C.  Masa-masa perundingan
Pada tahun-tahun awal, Masa Perdagangan GATT mengkonsentrasikan negosiasi pada upaya pengurangan tariff.  Pada Masa Kennedy (pertengahan tahun 1960-an) dibahas mengenai tariff dan Persetujuan Anti Dumping (Anti Dumping Agreement).
Pada Masa Kepemimpinan  Tokyo (1973-1979), ia meneruskan upaya GATT mengurangi tariff secara progresif. Hasil yang diperoleh rata-rata mencakup sepertiga pemotongan dari bea impor/ekspor terhadap 9 negara industri utama, yang mengakibatkan tariff rata-rata atas produk industri turun menjadi 4,7%. Pengurangan tariff, yang berlangsung selama 8 tahun, mencakup unsur “harmonisasi” – yakni semakin tinggi tariff, semakin luas pemotongannya secara proporsional. Dalam isu lainnya, Masa Kepemimpinan Tokyo gagal menyelesaikan masalah produk utama yang berkaitan dengan perdagangan produk pertanian dan penetapan persetujuan baru mengenai “safeguards” (emergency import measures). Meskipun demikian, serangkaian persetujuan mengenai hambatan non tariff telah muncul di berbagai perundingan, yang dalam beberapa kasus menginterpretasikan peraturan GATT yang sudah ada.
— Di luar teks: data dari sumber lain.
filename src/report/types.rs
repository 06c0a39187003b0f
use crate::labeler::Outcome;
use crate::pr::PrState;

/// What happened to the removal set.
#[derive(Debug, Clone, Copy, PartialEq, Eq)]
pub enum RemovalMode {
    /// Labels were removed
    Applied,
    /// `remove-labels` is off; the set is informational
    Disabled,
    /// Dry run; nothing was written
    DryRun,
}

impl std::fmt::Display for RemovalMode {
    fn fmt(&self, f: &mut std::fmt::Formatter<'_>) -> std::fmt::Result {
        match self {
            RemovalMode::Applied => write!(f, "Labels removed"),
            RemovalMode::Disabled => write!(f, "Would remove (remove-labels is off)"),
            RemovalMode::DryRun => write!(f, "Would remove (dry run)"),
        }
    }
}

/// Summary of one labeling pass.
#[derive(Debug)]
pub struct Report {
    /// PR number
    pub pr_number: u64,
    /// PR title
    pub pr_title: String,
    /// PR author
    pub author: String,
    pub state: PrState,
    pub target_branch: String,
    /// Labels on the PR before this pass
    pub current_labels: Vec<String>,
    pub outcome: Outcome,
    pub dry_run: bool,
}

impl Report {
    /// How the removal set should be presented.
    pub fn removal_mode(&self) -> RemovalMode {
        match &self.outcome {
            Outcome::Planned(plan) if !plan.remove_enabled => RemovalMode::Disabled,
            _ if self.dry_run => RemovalMode::DryRun,
            _ => RemovalMode::Applied,
        }
    }

    /// Heading for the add set.
    pub fn add_heading(&self) -> &'static str {
        if self.dry_run {
            "Would add (dry run)"
        } else {
            "Labels added"
        }
    }
}
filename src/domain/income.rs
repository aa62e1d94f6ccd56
use chrono::NaiveDate;
use serde::{Deserialize, Serialize};
use uuid::Uuid;

use crate::domain::record::MonetaryRecord;

#[derive(Debug, Clone, Serialize, Deserialize, PartialEq)]
pub struct Income {
    pub id: Uuid,
    pub amount: f64,
    pub source: String,
    pub description: String,
    pub date: NaiveDate,
    #[serde(default)]
    pub recurring: bool,
}

impl Income {
    pub fn new(
        amount: f64,
        source: impl Into<String>,
        description: impl Into<String>,
        date: NaiveDate,
    ) -> Self {
        Self {
            id: Uuid::new_v4(),
            amount,
            source: source.into(),
            description: description.into(),
            date,
            recurring: false,
        }
    }

    pub fn with_recurring(mut self, recurring: bool) -> Self {
        self.recurring = recurring;
        self
    }
}

impl MonetaryRecord for Income {
    fn amount(&self) -> f64 {
        self.amount
    }

    fn date(&self) -> NaiveDate {
        self.date
    }

    fn is_recurring(&self) -> bool {
        self.recurring
    }
}
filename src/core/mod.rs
pub mod services;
Selanjutnya adalah Masa Uruguay (1986-1994) yang mengarah kepada pembentukan WTO. Masa kepemimpinan Uruguay memakan waktu 7,5 tahun. Putaran tersebut hampir mencakup semua bidang perdagangan. Pada masa tersebut nampaknya akan berakhir dengan kegagalan. Tetapi pada akhirnya Putaran Uruguay membawa perubahan besar bagi sistem perdagangan dunia sejak diciptakannya GATT pada akhir Perang Dunia II. Meskipun mengalami kesulitan dalam permulaan pembahasan, Masa  Uruguay memberikan hasil yang nyata. Hanya dalam waktu 2 tahun, para peserta telah menyetujui suatu paket pemotongan atas bea masuk terhadap produk-produk tropis dari negara berkembang, penyelesaian sengketa, dan menyepakati agar para anggota memberikan laporan reguler mengenai kebijakan perdagangan. Hal ini merupakan langkah penting bagi peningkatan transparansi aturan perdagangan di seluruh dunia.
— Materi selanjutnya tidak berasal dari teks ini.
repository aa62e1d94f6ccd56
use chrono::NaiveDate;
use fintrack_core::domain::{Budget, Expense, Income};
use fintrack_core::period::Granularity;

pub fn sample_date(year: i32, month: u32, day: u32) -> NaiveDate {
    NaiveDate::from_ymd_opt(year, month, day).unwrap()
}

pub fn expense(amount: f64, category: &str, date: NaiveDate) -> Expense {
    Expense::new(amount, category, "", date)
}

pub fn recurring_expense(amount: f64, category: &str, date: NaiveDate) -> Expense {
    Expense::new(amount, category, "", date).with_recurring(true)
}

pub fn income(amount: f64, source: &str, date: NaiveDate) -> Income {
    Income::new(amount, source, "", date)
}

pub fn recurring_income(amount: f64, source: &str, date: NaiveDate) -> Income {
    Income::new(amount, source, "", date).with_recurring(true)
}

pub fn monthly_budget(category: &str, allocated: f64) -> Budget {
    Budget::new(category, allocated, Granularity::Monthly)
}
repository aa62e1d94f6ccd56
use chrono::{Duration, NaiveDate};
use criterion::{black_box, criterion_group, criterion_main, Criterion};
use fintrack_core::domain::Expense;
use fintrack_core::period::{Granularity, PeriodToken};
use fintrack_core::summary;

fn build_sample_expenses(count: usize) -> Vec<Expense> {
    let categories = ["Rent", "Food", "Transport", "Utilities", "Leisure"];
    let start_date = NaiveDate::from_ymd_opt(2025, 1, 1).unwrap();

    (0..count)
        .map(|idx| {
            let date = start_date + Duration::days((idx % 365) as i64);
            let expense = Expense::new(
                10.0 + (idx % 100) as f64,
                categories[idx % categories.len()],
                "benchmark",
                date,
            );
            if idx % 3 == 0 {
                expense.with_recurring(true)
            } else {
                expense
            }
        })
        .collect()
}

fn bench_token_parsing(c: &mut Criterion) {
    c.bench_function("parse_month_token", |b| {
        b.iter(|| {
            let token: PeriodToken = black_box("April 2025").parse().expect("parse");
            black_box(token);
        })
    });

    c.bench_function("parse_quarter_token", |b| {
        b.iter(|| {
            let token: PeriodToken = black_box("Q2 2025").parse().expect("parse");
            black_box(token);
        })
    });
}

fn bench_summaries(c: &mut Criterion) {
    let expenses = build_sample_expenses(black_box(10_000));
    let period: PeriodToken = "June 2025".parse().expect("token");
    let today = NaiveDate::from_ymd_opt(2025, 6, 15).unwrap();

    c.bench_function("monthly_summary_10k", |b| {
        b.iter(|| {
            let summary = summary::summarize(&expenses, &period);
            black_box(summary);
        })
    });

    c.bench_function("monthly_trend_10k", |b| {
        b.iter(|| {
            let points = summary::trend(&expenses, Granularity::Monthly, today);
            black_box(points);
        })
    });
}

criterion_group!(benches, bench_token_parsing, bench_summaries);
criterion_main!(benches);
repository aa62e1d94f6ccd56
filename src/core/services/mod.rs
//! Service facades the tracker's views call into. Each service is stateless
//! and works over borrowed record slices, parsing period tokens at the edge
//! and delegating the arithmetic to [`crate::summary`] and
//! [`crate::period`].

pub mod budget_service;
pub mod expense_service;
pub mod goal_service;
pub mod income_service;
pub mod report_service;

pub use budget_service::BudgetService;
pub use expense_service::{CategoryShare, ExpenseService};
pub use goal_service::{GoalProgress, GoalService};
pub use income_service::IncomeService;
pub use report_service::{CashFlowReport, ReportService};

use crate::errors::TrackerError;

pub type ServiceResult<T> = Result<T, ServiceError>;

#[derive(Debug, thiserror::Error)]
pub enum ServiceError {
    #[error(transparent)]
    Tracker(#[from] TrackerError),
    #[error("{0}")]
    Invalid(String),
}
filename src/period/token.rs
use std::fmt;
use std::str::FromStr;

use serde::{de, Deserialize, Deserializer, Serialize, Serializer};

use crate::errors::TrackerError;

/// Canonical English month names in calendar order. Prefix lookups scan this
/// array front to back, so an ambiguous prefix such as `"Ju"` resolves to the
/// earliest match (June).
pub(crate) const MONTH_NAMES: [&str; 12] = [
    "January",
    "February",
    "March",
    "April",
    "May",
    "June",
    "July",
    "August",
    "September",
    "October",
    "November",
    "December",
];

/// Period granularities supported by the tracker's reporting views.
#[derive(Debug, Clone, Copy, Serialize, Deserialize, PartialEq, Eq, Hash)]
#[serde(rename_all = "lowercase")]
pub enum Granularity {
    Monthly,
    Quarterly,
    Yearly,
}

impl Granularity {
    /// Number of calendar months a period of this granularity spans; the flat
    /// divisor used when normalizing a period total to a monthly average.
    pub fn month_count(&self) -> u32 {
        match self {
            Granularity::Monthly => 1,
            Granularity::Quarterly => 3,
            Granularity::Yearly => 12,
        }
    }
}

/// A calendar period at monthly, quarterly, or yearly granularity.
///
/// The textual forms are `"April 2025"`, `"Q2 2025"`, and `"2025"`; parsing
/// and display round-trip. The variant itself fixes the granularity, so a
/// token can never be walked at a granularity that disagrees with its shape.
#[derive(Debug, Clone, Copy, PartialEq, Eq, Hash)]
pub enum PeriodToken {
    /// A single month; `month` is 1-based.
    Month { year: i32, month: u32 },
    /// A calendar quarter; `quarter` is 1-4.
    Quarter { year: i32, quarter: u32 },
    /// A full calendar year.
    Year { year: i32 },
}

impl PeriodToken {
    pub fn granularity(&self) -> Granularity {
        match self {
            PeriodToken::Month { .. } => Granularity::Monthly,
            PeriodToken::Quarter { .. } => Granularity::Quarterly,
            PeriodToken::Year { .. } => Granularity::Yearly,
        }
    }

    /// Parses a token requiring full month names.
    ///
    /// The default [`FromStr`] accepts any prefix of a month name and settles
    /// ambiguity by calendar order; this variant rejects anything short of
    /// the canonical name (still case-insensitively).
    pub fn parse_exact(s: &str) -> Result<PeriodToken, TrackerError> {
        parse_token(s, MonthMatch::Exact)
    }
}

impl fmt::Display for PeriodToken {
    fn fmt(&self, f: &mut fmt::Formatter<'_>) -> fmt::Result {
        match *self {
            PeriodToken::Month { year, month } => {
                write!(f, "{} {}", MONTH_NAMES[(month - 1) as usize], year)
            }
            PeriodToken::Quarter { year, quarter } => write!(f, "Q{} {}", quarter, year),
            PeriodToken::Year { year } => write!(f, "{}", year),
        }
    }
}

impl FromStr for PeriodToken {
    type Err = TrackerError;

    /// Dispatches on token shape: anything containing `Q` is read as a
    /// quarter, a bare number as a year (which must have four digits), and
    /// everything else as a month name plus year. Month names match
    /// case-insensitively by prefix.
    fn from_str(s: &str) -> Result<PeriodToken, TrackerError> {
        parse_token(s, MonthMatch::Prefix)
    }
}

impl Serialize for PeriodToken {
    fn serialize<S: Serializer>(&self, serializer: S) -> Result<S::Ok, S::Error> {
        serializer.collect_str(self)
    }
}

impl<'de> Deserialize<'de> for PeriodToken {
    fn deserialize<D: Deserializer<'de>>(deserializer: D) -> Result<Self, D::Error> {
        let raw = String::deserialize(deserializer)?;
        raw.parse().map_err(de::Error::custom)
    }
}

#[derive(Clone, Copy)]
enum MonthMatch {
    Prefix,
    Exact,
}

fn parse_token(s: &str, matching: MonthMatch) -> Result<PeriodToken, TrackerError> {
    let trimmed = s.trim();
    if trimmed.is_empty() {
        return Err(TrackerError::invalid_token(s, "empty token"));
    }
    if trimmed.contains('Q') {
        return parse_quarter(s, trimmed);
    }
    if trimmed.bytes().all(|b| b.is_ascii_digit()) {
        return Ok(PeriodToken::Year {
            year: parse_year(s, trimmed)?,
        });
    }
    parse_month(s, trimmed, matching)
}

fn parse_quarter(raw: &str, trimmed: &str) -> Result<PeriodToken, TrackerError> {
    let rest = trimmed
        .strip_prefix('Q')
        .ok_or_else(|| TrackerError::invalid_token(raw, "expected `Q<1-4> <year>`"))?;
    let fields: Vec<&str> = rest.split_whitespace().collect();
    if fields.len() != 2 {
        return Err(TrackerError::invalid_token(raw, "expected `Q<1-4> <year>`"));
    }
    let quarter: u32 = fields[0]
        .parse()
        .map_err(|_| TrackerError::invalid_token(raw, "quarter must be a number"))?;
    if !(1..=4).contains(&quarter) {
        return Err(TrackerError::invalid_token(
            raw,
            "quarter must be between 1 and 4",
        ));
    }
    Ok(PeriodToken::Quarter {
        year: parse_year(raw, fields[1])?,
        quarter,
    })
}

fn parse_month(
    raw: &str,
    trimmed: &str,
    matching: MonthMatch,
) -> Result<PeriodToken, TrackerError> {
    let fields: Vec<&str> = trimmed.split_whitespace().collect();
    if fields.len() != 2 {
        return Err(TrackerError::invalid_token(
            raw,
            "expected `<month name> <year>`",
        ));
    }
    let needle = fields[0].to_ascii_lowercase();
    let index = MONTH_NAMES
        .iter()
        .position(|name| {
            let name = name.to_ascii_lowercase();
            match matching {
                MonthMatch::Prefix => name.starts_with(&needle),
                MonthMatch::Exact => name == needle,
            }
        })
        .ok_or_else(|| {
            TrackerError::invalid_token(raw, format!("`{}` is not a month name", fields[0]))
        })?;
    Ok(PeriodToken::Month {
        year: parse_year(raw, fields[1])?,
        month: index as u32 + 1,
    })
}

fn parse_year(raw: &str, field: &str) -> Result<i32, TrackerError> {
    if field.len() == 4 && field.bytes().all(|b| b.is_ascii_digit()) {
        if let Ok(year) = field.parse::<i32>() {
            return Ok(year);
        }
    }
    Err(TrackerError::invalid_token(raw, "year must be four digits"))
}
 D.   Persetujuan-persetujuan WTO 
Hasil dari Putaran Uruguay berupa the Legal Text terdiri dari sekitar 60 persetujuan, lampiran (annexes), keputusan dan kesepakatan. Persetujuan-persetujuan dalam WTO mencakup barang, jasa, dan kekayaaan intelektual yang mengandung prinsip-prinsip utama liberalisasi. 
Struktur dasar persetujuan WTO, meliputi:
1.      Barang/ goods (General Agreement on Tariff and Trade/ GATT)
2.      Jasa/ services (General Agreement on Trade and Services/ GATS)
3.      Kepemilikan intelektual (Trade-Related Aspects of Intellectual Properties/ TRIPs)
4.      Penyelesaian sengketa (Dispute Settlements)

Persetujuan-persetujuan di atas dan annexnya berhubungan antara lain dengan sektor-sektor di bawah ini:
·        Pertanian
·        Sanitary and Phytosanitary/ SPS
·        Badan Pemantau Tekstil (Textiles and Clothing)
·        Standar Produk
·        Tindakan investasi yang terkait dengan perdagangan (TRIMs)
·        Tindakan anti-dumping
·        Penilaian Pabean (Customs Valuation Methods)
·        Pemeriksaan sebelum pengapalan (Preshipment Inspection)
·        Ketentuan asal barang (Rules of Origin)
·        Lisensi Impor (Imports Licencing)
·        Subsidi dan Tindakan Imbalan (Subsidies and Countervailing Measures)
·        Tindakan Pengamanan (safeguards)
Untuk jasa (dalam Annex GATS):
·        Pergerakan tenaga kerja (movement of natural persons)
·        Transportasi udara (air transport)
·        Jasa keuangan (financial services)
·        Perkapalan (shipping)
·        Telekomunikasi (telecommunication)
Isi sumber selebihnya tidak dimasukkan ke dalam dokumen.